Обеспокоенность проблемой туберкулеза отражена в ряде новых научных работ на эту тему, а также в новых историях болезни[31]. Однако сохраняется нехватка работ о туберкулезе, в центре внимания которых была бы Великобритания, а те, что соответствуют этому критерию, как, например, книга Линды Брайдер «У подножия волшебной горы: социальная история туберкулеза в Великобритании в двадцатом веке» (1988), фокусируются на конце девятнадцатого или двадцатом веке. В целом труды, посвященные туберкулезу в девятнадцатом веке, либо рассматривали связанные с болезнью концепции начала столетия, сосредоточив внимание исключительно на рабочем классе, либо оценивали эпидемиологию заболевания второй половины столетия. Работы такого рода часто признают существование романтического мифа в литературе, но эта тема не была должным образом исследована до публикации книги Кларка Лоулора «Чахотка и литература: сотворение романтической болезни» (2006). Лоулор обращается к несоответствию между биологической реальностью и литературным толкованием, и его работа остается единственным исследованием, углубляющимся в «эстетику» чахотки. Тем не менее его в первую очередь интересует литература, и ему не удалось глубоко исследовать бытовые приложения этой риторики или ее соответствие современным идеалам красоты. Даже самые новые работы на эту тему, например «Туберкулез и литературное воображение Викторианской эпохи» (2011) Кэтрин Бирн и «Кашель с кровью: история туберкулеза» (2012) Хелен Бинум, упоминают эстетику болезни лишь вскользь.

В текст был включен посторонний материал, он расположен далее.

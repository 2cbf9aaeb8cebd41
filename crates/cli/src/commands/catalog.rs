//! Catalog browsing commands.

use home_of_suits_core::ProductId;
use home_of_suits_storefront::catalog::{CategoryFilter, SortOrder};
use home_of_suits_storefront::models::Product;
use home_of_suits_storefront::{Result, Storefront};

/// List products in a category, optionally sorted by price.
pub fn list(store: &Storefront, filter: CategoryFilter, sort: SortOrder) {
    let products = store.browse(filter, sort);
    if products.is_empty() {
        println!("No products found.");
        return;
    }

    for product in products {
        println!("{}", summary_line(product));
    }
}

/// Show one product in full.
///
/// # Errors
///
/// Returns `AppError::NotFound` for an unknown id.
pub fn show(store: &Storefront, id: ProductId) -> Result<()> {
    let product = store.product(id)?;

    println!("{} (#{})", product.name, product.id);
    println!("{} | {}", product.category, product.price);
    println!(
        "Rated {:.1}/5 from {} reviews",
        product.rating, product.reviews
    );
    println!();
    println!("{}", product.description);
    println!();
    for feature in &product.features {
        println!("  - {feature}");
    }
    println!("Sizes:  {}", product.sizes.join(", "));
    println!("Colors: {}", product.colors.join(", "));
    Ok(())
}

fn summary_line(product: &Product) -> String {
    format!(
        "{:>3}  {:<28} {:<9} {:>12}  {:.1}",
        product.id.as_u32(),
        product.name,
        product.category.as_str(),
        product.price.to_string(),
        product.rating
    )
}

I.1. Слева: Рентгенография грудной клетки, демонстрирующая туберкулез. Справа: Фотография легких пациента после смерти от туберкулеза (1903)
Без сомнения, между женскими гендерными ролями, модой и красотой существовала взаимосвязь, которая как иллюстрировала, так и способствовала формированию меняющегося взгляда общества на туберкулез. Предметом нашего исследования является характер воздействия чахотки на женщин из высшего и среднего классов, как индивидуумов, так и как части социального тела, в конце восемнадцатого и первой половине девятнадцатого века. В тот период существовала влиятельная идея, что в среднем и высшем классах чахотка у женщин представляла собой болезнь, которая не только сопровождала природную красоту, но и придавала больной дополнительную прелесть. Таким образом, туберкулез осмыслялся как комплиментарный для женщин недуг, которому подражали идеалы красоты и мода. Тем не менее существовало и противоречие, так как считалось, что мода и образ жизни высшего общества «возбуждают» эту болезнь у женщин привилегированных сословий, обладавших предрасположенностью к чахотке, и что свойственная им женственность делает их более восприимчивыми к реализации этой предрасположенности. Позитивные ассоциации, связанные с чахоткой и тем, как она «выглядит», обеспечили всеобщее пренебрежение наставлениями против одежды и модных практик, которые, как считалось, служили причиной заболевания. Туберкулез, несмотря на доказательства обратного, изображался как легкий или красивый способ умереть. Как эти сентиментальные представления о чахотке сочетались с его ужасающей реальностью? Более того, почему болезнь воспринималась эстетически не только как признак сильных чувств, таких как любовь и страсть, или как знак гениальности и высокой духовности, но также и как показатель физической красоты?